Write the line that contains "use crate::Result;" and each one after it, word for word, ending with the final line of the data.

Stored data
┌────────
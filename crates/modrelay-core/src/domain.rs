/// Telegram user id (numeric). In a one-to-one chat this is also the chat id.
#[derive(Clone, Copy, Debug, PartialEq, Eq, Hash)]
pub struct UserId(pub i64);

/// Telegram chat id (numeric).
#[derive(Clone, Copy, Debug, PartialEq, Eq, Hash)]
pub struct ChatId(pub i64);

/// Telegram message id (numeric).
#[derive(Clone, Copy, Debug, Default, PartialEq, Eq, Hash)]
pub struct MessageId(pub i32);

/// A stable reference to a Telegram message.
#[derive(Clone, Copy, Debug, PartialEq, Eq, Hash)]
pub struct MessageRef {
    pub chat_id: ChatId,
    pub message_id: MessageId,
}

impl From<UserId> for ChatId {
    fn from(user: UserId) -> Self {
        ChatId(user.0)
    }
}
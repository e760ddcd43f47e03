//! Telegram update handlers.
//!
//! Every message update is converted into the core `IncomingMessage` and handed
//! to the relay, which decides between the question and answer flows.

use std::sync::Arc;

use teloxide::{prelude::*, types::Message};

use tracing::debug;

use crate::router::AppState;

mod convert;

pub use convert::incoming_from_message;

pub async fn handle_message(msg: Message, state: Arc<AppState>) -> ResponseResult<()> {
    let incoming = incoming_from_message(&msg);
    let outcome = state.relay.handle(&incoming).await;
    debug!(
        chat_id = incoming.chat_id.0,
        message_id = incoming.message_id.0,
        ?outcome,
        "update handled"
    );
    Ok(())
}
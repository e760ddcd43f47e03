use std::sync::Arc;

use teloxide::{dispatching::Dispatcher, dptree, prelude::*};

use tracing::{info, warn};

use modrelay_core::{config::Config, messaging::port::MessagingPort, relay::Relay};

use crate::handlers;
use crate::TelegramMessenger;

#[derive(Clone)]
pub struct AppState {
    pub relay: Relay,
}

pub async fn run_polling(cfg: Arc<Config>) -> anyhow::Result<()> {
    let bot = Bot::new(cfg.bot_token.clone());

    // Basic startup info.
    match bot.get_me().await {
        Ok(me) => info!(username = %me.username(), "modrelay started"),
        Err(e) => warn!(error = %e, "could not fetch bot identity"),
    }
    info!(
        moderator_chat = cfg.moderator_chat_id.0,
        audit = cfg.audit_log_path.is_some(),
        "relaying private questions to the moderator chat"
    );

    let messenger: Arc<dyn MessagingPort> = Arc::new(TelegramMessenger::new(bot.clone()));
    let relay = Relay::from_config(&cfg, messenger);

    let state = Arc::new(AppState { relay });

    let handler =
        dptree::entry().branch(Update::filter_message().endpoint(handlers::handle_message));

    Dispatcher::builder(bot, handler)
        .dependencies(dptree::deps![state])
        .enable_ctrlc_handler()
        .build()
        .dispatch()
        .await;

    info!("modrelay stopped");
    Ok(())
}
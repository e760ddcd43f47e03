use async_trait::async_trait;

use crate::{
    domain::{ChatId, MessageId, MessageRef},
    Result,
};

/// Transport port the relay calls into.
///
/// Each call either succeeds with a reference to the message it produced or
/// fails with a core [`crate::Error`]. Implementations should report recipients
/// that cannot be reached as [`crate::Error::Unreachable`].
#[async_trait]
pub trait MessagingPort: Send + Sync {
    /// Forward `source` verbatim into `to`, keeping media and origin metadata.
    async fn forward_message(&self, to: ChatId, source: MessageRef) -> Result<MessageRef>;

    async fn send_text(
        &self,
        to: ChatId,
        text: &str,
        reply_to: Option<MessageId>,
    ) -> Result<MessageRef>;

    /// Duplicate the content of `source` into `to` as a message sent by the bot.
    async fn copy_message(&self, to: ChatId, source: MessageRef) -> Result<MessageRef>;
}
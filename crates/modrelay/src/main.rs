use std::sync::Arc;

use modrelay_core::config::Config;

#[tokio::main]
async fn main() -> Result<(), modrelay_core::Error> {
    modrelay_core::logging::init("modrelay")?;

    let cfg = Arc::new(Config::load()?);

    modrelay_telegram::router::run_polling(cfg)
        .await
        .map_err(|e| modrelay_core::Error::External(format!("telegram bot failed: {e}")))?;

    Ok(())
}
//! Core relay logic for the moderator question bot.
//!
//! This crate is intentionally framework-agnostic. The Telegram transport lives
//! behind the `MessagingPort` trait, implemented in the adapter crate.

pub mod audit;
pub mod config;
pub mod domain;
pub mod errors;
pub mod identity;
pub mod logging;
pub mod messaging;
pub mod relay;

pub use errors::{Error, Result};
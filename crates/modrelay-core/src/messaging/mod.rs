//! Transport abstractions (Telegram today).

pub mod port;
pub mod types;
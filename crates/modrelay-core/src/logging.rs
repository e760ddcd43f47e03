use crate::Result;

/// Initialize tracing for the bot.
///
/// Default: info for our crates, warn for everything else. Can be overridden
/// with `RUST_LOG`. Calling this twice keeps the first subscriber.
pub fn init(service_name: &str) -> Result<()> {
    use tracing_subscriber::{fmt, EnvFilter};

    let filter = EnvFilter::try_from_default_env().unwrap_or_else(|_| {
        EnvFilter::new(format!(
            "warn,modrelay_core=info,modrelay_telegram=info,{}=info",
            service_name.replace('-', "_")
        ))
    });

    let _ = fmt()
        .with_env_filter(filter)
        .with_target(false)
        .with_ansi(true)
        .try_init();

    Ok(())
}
└────────
Response to the task:
use crate::Result;

/// Initialize tracing for the bot.
///
/// Default: info for our crates, warn for everything else. Can be overridden
/// with `RUST_LOG`. Calling this twice keeps the first subscriber.
pub fn init(service_name: &str) -> Result<()> {
    use tracing_subscriber::{fmt, EnvFilter};

    let filter = EnvFilter::try_from_default_env().unwrap_or_else(|_| {
        EnvFilter::new(format!(
            "warn,modrelay_core=info,modrelay_telegram=info,{}=info",
            service_name.replace('-', "_")
        ))
    });

    let _ = fmt()
        .with_env_filter(filter)
        .with_target(false)
        .with_ansi(true)
        .try_init();

    Ok(())
}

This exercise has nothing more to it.